1. Another of these breakthrough films was Teinosuke Kinugasa’s Gate of Hell (1953)—which also stars Machiko Kyō and was the first Japanese color film to be released internationally. It was the first Japanese film to win the prestigious Palme d’Or.

2. I do not know a lot about Japanese history and the different eras, but a few things used to be trendy that modern Americans would find strange. They blackened their teeth, painted their faces white; things like that. Removing the eyebrows and smudging them on higher up on the forehead is a practice known as hikimayu (yes, yes I did google “Japanese eyebrow smudge” to find the correct term). Machiko Kyō wears similar make-up in Rashomon (1950), as does Mieko Harada in Kurosawa’s Ran (1985).

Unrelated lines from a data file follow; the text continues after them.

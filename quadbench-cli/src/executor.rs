//! Shared-Memory Execution
//!
//! The thread strategy: all tasks run in worker threads of one rayon
//! pool, sharing the address space and the tracing sink. Each task
//! touches only its own interval and result slot, so no locking is
//! needed beyond the log sink's internal serialization.
//!
//! Partial results are collected in submission order — rayon's indexed
//! collect guarantees it — so result lists always line up with their
//! originating intervals. Any task failure surfaces only after every
//! task has been accounted for, and no partial sum is ever returned.

use crate::config::Strategy;
use crate::supervisor::{ProcessExecutor, SupervisorError};
use quadbench_core::{
    find_integrand, integrate, iterations_per_job, panic_message, split_interval, ArgumentError,
    RemainderPolicy, TimedInvoker,
};
use quadbench_ipc::LogOptions;
use rayon::prelude::*;
use rayon::ThreadPoolBuilder;
use std::panic::AssertUnwindSafe;
use thiserror::Error;

/// Failures surfaced by either execution strategy.
#[derive(Debug, Error)]
pub enum ExecError {
    /// Bad interval, job count or iteration budget.
    #[error(transparent)]
    InvalidArgument(#[from] ArgumentError),

    /// The integrand name is not in the registry.
    #[error("unknown integrand: {0}")]
    UnknownIntegrand(String),

    /// A dispatched task failed. Reported once all tasks finished;
    /// partial results are discarded.
    #[error("task {index} failed: {message}")]
    TaskExecution {
        /// Submission index of the failing task.
        index: usize,
        /// Cause extracted from the task.
        message: String,
    },

    /// The worker pool could not be constructed.
    #[error("worker pool: {0}")]
    Pool(String),

    /// The isolated strategy failed below the task level.
    #[error(transparent)]
    Supervisor(#[from] SupervisorError),
}

/// Shared-memory (thread pool) executor.
#[derive(Debug, Clone)]
pub struct ThreadExecutor {
    jobs: usize,
    policy: RemainderPolicy,
    log: LogOptions,
}

impl ThreadExecutor {
    /// Create an executor dispatching `jobs` concurrent tasks.
    pub fn new(jobs: usize, policy: RemainderPolicy, log: LogOptions) -> Self {
        Self { jobs, policy, log }
    }

    /// Compute per-task partial sums, in submission order.
    ///
    /// Accepts any `Fn(f64) -> f64` — the shared-memory strategy has
    /// no serializability constraint, unlike the isolated one.
    pub fn partials<F>(&self, f: F, low: f64, high: f64, iterations: u64) -> Result<Vec<f64>, ExecError>
    where
        F: Fn(f64) -> f64 + Sync,
    {
        let intervals = split_interval(low, high, self.jobs)?;
        let counts = iterations_per_job(iterations, self.jobs, self.policy)?;

        let pool = ThreadPoolBuilder::new()
            .num_threads(self.jobs)
            .thread_name(|i| format!("quad-worker-{i}"))
            .build()
            .map_err(|e| ExecError::Pool(e.to_string()))?;

        let invoker = TimedInvoker::new(self.log);
        let f = &f;
        let invoker = &invoker;

        // Indexed parallel collect: results come back in submission
        // order regardless of completion order.
        let outcomes: Vec<Result<f64, String>> = pool.install(|| {
            intervals
                .par_iter()
                .zip(counts.par_iter())
                .map(|(interval, &count)| {
                    let params = format!(
                        "low={} high={} iterations={count}",
                        interval.low(),
                        interval.high()
                    );
                    std::panic::catch_unwind(AssertUnwindSafe(|| {
                        let (value, _record) =
                            invoker.call(&params, || integrate(f, *interval, count));
                        value
                    }))
                    .map_err(panic_message)
                })
                .collect()
        });

        // All tasks are accounted for at this point; fail on the first
        // error, discarding every partial.
        let mut partials = Vec::with_capacity(outcomes.len());
        for (index, outcome) in outcomes.into_iter().enumerate() {
            match outcome {
                Ok(value) => partials.push(value),
                Err(message) => return Err(ExecError::TaskExecution { index, message }),
            }
        }
        Ok(partials)
    }

    /// Integrate `f` over `[low, high]`: partition, dispatch, sum.
    pub fn integrate<F>(&self, f: F, low: f64, high: f64, iterations: u64) -> Result<f64, ExecError>
    where
        F: Fn(f64) -> f64 + Sync,
    {
        Ok(self.partials(f, low, high, iterations)?.iter().sum())
    }
}

/// Integrate a registered integrand under the chosen strategy.
#[allow(clippy::too_many_arguments)]
pub fn integrate_with_strategy(
    integrand: &str,
    low: f64,
    high: f64,
    jobs: usize,
    iterations: u64,
    strategy: Strategy,
    policy: RemainderPolicy,
    log: LogOptions,
) -> Result<f64, ExecError> {
    match strategy {
        Strategy::Threads => {
            let def = find_integrand(integrand)
                .ok_or_else(|| ExecError::UnknownIntegrand(integrand.to_string()))?;
            ThreadExecutor::new(jobs, policy, log).integrate(def.eval, low, high, iterations)
        }
        Strategy::Processes => {
            // The worker resolves the name on its side of the boundary,
            // but rejecting a bad name here beats spawning processes
            // that will all fail.
            if find_integrand(integrand).is_none() {
                return Err(ExecError::UnknownIntegrand(integrand.to_string()));
            }
            ProcessExecutor::new(jobs, policy, log).integrate(integrand, low, high, iterations)
        }
    }
}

3. Ozu is probably the name most associated with single takes, even going so far as to keep his camera completely still for long takes. Although he has many notable films, some of his that garnered more popularity in the West include Tokyo Story (1953) and Floating Weeds (1959), the latter of which also stars Machiko Kyō, who was just all over Japanese cinema in the 1950s.

1 thought on “Ugetsu”

  1. And the way the story unfolds gradually building up the tension while at the same time treading on that fine line between dark and light, good and evil, is just amazing how that was done in terms of sentimentality.